* **RAW DATA**
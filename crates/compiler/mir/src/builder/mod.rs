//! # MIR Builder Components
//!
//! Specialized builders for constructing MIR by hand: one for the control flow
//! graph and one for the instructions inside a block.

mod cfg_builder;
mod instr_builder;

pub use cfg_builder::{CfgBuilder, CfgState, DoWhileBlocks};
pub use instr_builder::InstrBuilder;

* **DESCRIPTION OF THE TASK**
Restate every record word for word.

* **RESULT**
filename crates/compiler/mir/src/builder/mod.rs
//! # MIR Builder Components
//!
//! Specialized builders for constructing MIR by hand: one for the control flow
//! graph and one for the instructions inside a block.

mod cfg_builder;
mod instr_builder;

pub use cfg_builder::{CfgBuilder, CfgState, DoWhileBlocks};
pub use instr_builder::InstrBuilder;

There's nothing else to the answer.